Private conversations are best kept private, but suffice to say that L and L were astounded that the laws covering mask wearing in England were lax in the extreme, especially in schools. And this is the thing – M and I were in a small minority of people wearing masks on public transport. I did a rough calculation of mask-wearers on the escalator at Liverpool Street – only about 1 in 20 people ere wearing masks; that’s a ridiculous 5%. Is it any wonder that covid-19 still rampages through the population?
The weather was glorious, and after M and I left L and L, we walked round Kensington Gardens for a while. It was good to hear so many different accents and languages, but there were fewer of them than in the past. Some of this may of course be due to the pandemic, but I really feel much of it is down to Brexit and the unwelcoming face Britain now presents to the world. Walking round that park, I felt angry and betrayed by a country that ascribes so much value to the monarchy (the park is in essence only there for their amusement) and whose government feels it is appropriate to exclude much of the world, and mainly its immediate neighbours, from the country, and which unilaterally decided to deprive us of our freedom of movement t live and work in Europe. All the lovely scenery and greenery couldn’t distract me from the basic injustices that are being inflicted on the majority of this country’s citizens.

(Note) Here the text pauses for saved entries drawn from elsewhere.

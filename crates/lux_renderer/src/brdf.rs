//! Cook-Torrance microfacet BRDF.
//!
//! GGX normal distribution, Smith-Schlick geometry term and Schlick
//! Fresnel over a Lambertian base, derived from a material's albedo and
//! meta-specular texels.

use std::f32::consts::PI;

use lux_math::{Color, Vec3, Vec4};
use rand::RngCore;

use crate::hit::SurfaceHit;
use crate::sampling::{gen_f32, reflect, sample_hemisphere_cosine};

/// Fresnel reflectance at normal incidence for dielectrics
const DIELECTRIC_F0: f32 = 0.04;

/// Added to the specular denominator so grazing angles stay finite
const SPECULAR_DENOM_EPSILON: f32 = 0.001;

/// Lobe weights below this fall back to uniform hemisphere pdf
const MIN_LOBE_WEIGHT: f32 = 1e-5;

/// Scale from normalized shininess to a Phong-style exponent
const SHININESS_SCALE: f32 = 256.0;

/// Reflectance model at a surface point.
#[derive(Debug, Clone, Copy, PartialEq)]
pub struct Brdf {
    /// Lambertian albedo (linear)
    pub diffuse: Color,
    /// Specular tint
    pub specular: Color,
    /// Perceptual roughness in [0.01, 1]
    pub roughness: f32,
    /// Metallic in [0, 1]
    pub metallic: f32,
    /// Index of refraction (reserved for transmission)
    pub ior: f32,
}

/// A sampled incident direction and its pdf.
#[derive(Debug, Clone, Copy, PartialEq)]
pub struct BrdfSample {
    pub wi: Vec3,
    pub pdf: f32,
}

impl Brdf {
    /// Derive BRDF parameters from material texels.
    ///
    /// Roughness comes from the meta-spec shininess, metallic from the
    /// magnitude of the specular tint. Metals darken their diffuse lobe and
    /// tint their specular lobe toward it.
    pub fn from_material(albedo: Vec4, meta_spec: Vec4) -> Self {
        let mut diffuse = albedo.truncate();
        let mut specular = meta_spec.truncate();
        let shininess = meta_spec.w * SHININESS_SCALE;

        let roughness = (1.0 - shininess / SHININESS_SCALE).clamp(0.01, 1.0);
        let metallic = (specular.length() * 2.0 - 1.0).clamp(0.0, 1.0);

        if metallic > 0.5 {
            diffuse = diffuse.lerp(Color::ZERO, metallic);
            specular = Color::splat(DIELECTRIC_F0).lerp(diffuse, metallic);
        }

        Self {
            diffuse,
            specular,
            roughness,
            metallic,
            ior: 1.5,
        }
    }

    /// Evaluate the BRDF for incident `wi` and outgoing `wo` around unit `n`.
    pub fn evaluate(&self, wi: Vec3, wo: Vec3, n: Vec3) -> Color {
        let h = (wi + wo).normalize_or_zero();

        let n_dot_l = n.dot(wi).max(0.0);
        let n_dot_v = n.dot(wo).max(0.0);
        let n_dot_h = n.dot(h).max(0.0);
        let v_dot_h = wo.dot(h).max(0.0);

        let d = ggx_d(n_dot_h, self.roughness);
        let g = smith_g(n_dot_v, n_dot_l, self.roughness);
        let f = self.fresnel_schlick(v_dot_h);

        let specular = f * d * g / (4.0 * n_dot_l * n_dot_v + SPECULAR_DENOM_EPSILON);
        let kd = (Color::ONE - f) * (1.0 - self.metallic);

        kd * self.diffuse / PI + specular
    }

    /// Importance-sample an incident direction for outgoing `wo`.
    ///
    /// Mirror-like surfaces reflect perfectly (pdf 1). Otherwise a fair coin
    /// picks cosine-weighted diffuse sampling or GGX half-vector sampling;
    /// the reported pdf is that of the chosen lobe only.
    pub fn sample(&self, wo: Vec3, n: Vec3, rng: &mut dyn RngCore) -> BrdfSample {
        if self.is_specular() {
            return BrdfSample {
                wi: reflect(-wo, n),
                pdf: 1.0,
            };
        }

        if gen_f32(rng) < 0.5 {
            let wi = sample_hemisphere_cosine(n, rng);
            BrdfSample {
                wi,
                pdf: n.dot(wi).max(0.0) / PI,
            }
        } else {
            let h = sample_ggx_half_vector(n, self.roughness, rng);
            let wi = reflect(-wo, h);
            BrdfSample {
                wi,
                pdf: ggx_pdf(n.dot(h).max(0.0), wo.dot(h), self.roughness),
            }
        }
    }

    /// Mixture pdf of sampling `wi`, weighting the diffuse and specular
    /// lobes by their relative strength.
    pub fn pdf(&self, wi: Vec3, wo: Vec3, n: Vec3) -> f32 {
        let diffuse_weight = self.diffuse.length() * (1.0 - self.metallic);
        let specular_weight = self.specular.length();
        let total = diffuse_weight + specular_weight;

        if total < MIN_LOBE_WEIGHT {
            return 1.0 / (2.0 * PI);
        }

        let diffuse_prob = diffuse_weight / total;
        let cosine_pdf = n.dot(wi).max(0.0) / PI;

        let h = (wi + wo).normalize_or_zero();
        let specular_pdf = ggx_pdf(n.dot(h).max(0.0), wo.dot(h), self.roughness);

        diffuse_prob * cosine_pdf + (1.0 - diffuse_prob) * specular_pdf
    }

    /// Schlick's Fresnel approximation, with F0 blended from the dielectric
    /// constant toward the diffuse color by `metallic`.
    pub fn fresnel_schlick(&self, cos_theta: f32) -> Color {
        let f0 = Color::splat(DIELECTRIC_F0).lerp(self.diffuse, self.metallic);
        f0 + (Color::ONE - f0) * schlick_weight(cos_theta)
    }

    /// True for near-perfect mirrors.
    pub fn is_specular(&self) -> bool {
        self.metallic > 0.8 && self.roughness < 0.1
    }

    /// Transmission is not modelled by this BRDF.
    pub fn is_transparent(&self) -> bool {
        false
    }
}

impl From<&SurfaceHit> for Brdf {
    fn from(hit: &SurfaceHit) -> Self {
        Self::from_material(hit.albedo, hit.meta_spec)
    }
}

/// (1 - cosθ)^5
#[inline]
fn schlick_weight(cos_theta: f32) -> f32 {
    (1.0 - cos_theta).clamp(0.0, 1.0).powi(5)
}

/// GGX/Trowbridge-Reitz normal distribution with α = roughness².
#[inline]
fn ggx_d(n_dot_h: f32, roughness: f32) -> f32 {
    let alpha = roughness * roughness;
    let a2 = alpha * alpha;
    let denom = n_dot_h * n_dot_h * (a2 - 1.0) + 1.0;
    a2 / (PI * denom * denom)
}

/// Smith geometry term with the Schlick-GGX approximation, k = (r+1)²/8.
#[inline]
fn smith_g(n_dot_v: f32, n_dot_l: f32, roughness: f32) -> f32 {
    let r = roughness + 1.0;
    let k = r * r / 8.0;
    let g1 = |n_dot_x: f32| n_dot_x / (n_dot_x * (1.0 - k) + k);
    g1(n_dot_v) * g1(n_dot_l)
}

/// Solid-angle pdf of a GGX-sampled reflection direction.
#[inline]
fn ggx_pdf(n_dot_h: f32, v_dot_h: f32, roughness: f32) -> f32 {
    if v_dot_h <= 0.0 {
        return 0.0;
    }
    ggx_d(n_dot_h, roughness) * n_dot_h / (4.0 * v_dot_h)
}

/// Sample a GGX-distributed half vector around `n`.
fn sample_ggx_half_vector(n: Vec3, roughness: f32, rng: &mut dyn RngCore) -> Vec3 {
    let u1 = gen_f32(rng);
    let u2 = gen_f32(rng);

    let alpha = roughness * roughness;
    let phi = 2.0 * PI * u1;
    let cos_theta = ((1.0 - u2) / (1.0 + (alpha * alpha - 1.0) * u2)).sqrt();
    let sin_theta = (1.0 - cos_theta * cos_theta).max(0.0).sqrt();

    let up = if n.y.abs() > 0.999 { Vec3::X } else { Vec3::Y };
    let tangent_x = up.cross(n).normalize();
    let tangent_y = n.cross(tangent_x);

    (tangent_x * (sin_theta * phi.cos()) + tangent_y * (sin_theta * phi.sin()) + n * cos_theta).normalize()
}
//! Progressive path tracing.

use std::time::Instant;

use lux_core::Camera;
use lux_math::Color;
use rand::RngCore;

use crate::camera::PrimaryRays;
use crate::framebuffer::Framebuffer;
use crate::intersector::RayIntersector;
use crate::path::path_trace;
use crate::renderer::{linear_to_gamma, sample_pixel, RenderSettings};

/// Accumulates path-traced frames into a running per-pixel mean.
///
/// Every frame traces `samples_per_pixel` paths per pixel (always with the
/// path tracer, whatever integrator the settings name) and folds their
/// average into the accumulator. The display buffer holds the
/// gamma-encoded mean.
#[derive(Debug, Clone)]
pub struct ProgressivePathTracer {
    accumulator: Framebuffer,
    display: Framebuffer,
    sample_count: u32,
}

impl ProgressivePathTracer {
    pub fn new(width: u32, height: u32) -> Self {
        Self {
            accumulator: Framebuffer::new(width, height),
            display: Framebuffer::new(width, height),
            sample_count: 0,
        }
    }

    /// Trace one more frame and fold it into the running mean.
    pub fn render_frame(
        &mut self,
        intersector: &RayIntersector,
        camera: &Camera,
        settings: &RenderSettings,
        rng: &mut dyn RngCore,
    ) {
        let start = Instant::now();
        let (width, height) = (self.width(), self.height());
        let rays = PrimaryRays::new(camera, width, height);

        self.sample_count += 1;
        let n = self.sample_count as f32;

        for y in 0..height {
            for x in 0..width {
                let frame = sample_pixel(&rays, x, y, settings, rng, |ray, rng| {
                    path_trace(intersector, ray, settings, rng)
                });
                let mean = (self.accumulator.get(x, y) * (n - 1.0) + frame) / n;
                self.accumulator.set(x, y, mean);
                self.display.set(
                    x,
                    y,
                    Color::new(linear_to_gamma(mean.x), linear_to_gamma(mean.y), linear_to_gamma(mean.z)),
                );
            }
        }

        log::debug!(
            "Progressive frame {} ({}x{}, {} spp) in {:.2?}",
            self.sample_count,
            width,
            height,
            settings.samples_per_pixel,
            start.elapsed()
        );
    }

    /// Restart accumulation.
    ///
    /// Only the frame counter is reset: the next frame has weight 1 and
    /// replaces the stale mean entirely.
    pub fn reset(&mut self) {
        self.sample_count = 0;
    }

    /// Frames accumulated since creation or the last reset.
    pub fn sample_count(&self) -> u32 {
        self.sample_count
    }

    /// Linear running mean.
    pub fn accumulator(&self) -> &Framebuffer {
        &self.accumulator
    }

    /// Gamma-encoded running mean for display.
    pub fn buffer(&self) -> &Framebuffer {
        &self.display
    }

    pub fn width(&self) -> u32 {
        self.accumulator.width()
    }

    pub fn height(&self) -> u32 {
        self.accumulator.height()
    }
}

The words have been difficult to find this morning. These are rough notes, unedited thoughts. Sometimes it’s better just to live and not to write it all down. The sun has burned away a lot of the cloud. I felt leavened yesterday. My life has been blessed by meeting so many extraordinary people, a few of which have become extraordinary friends. Just like other memories best not held captive in photographs, they are best held in my head rather than entirely on paper.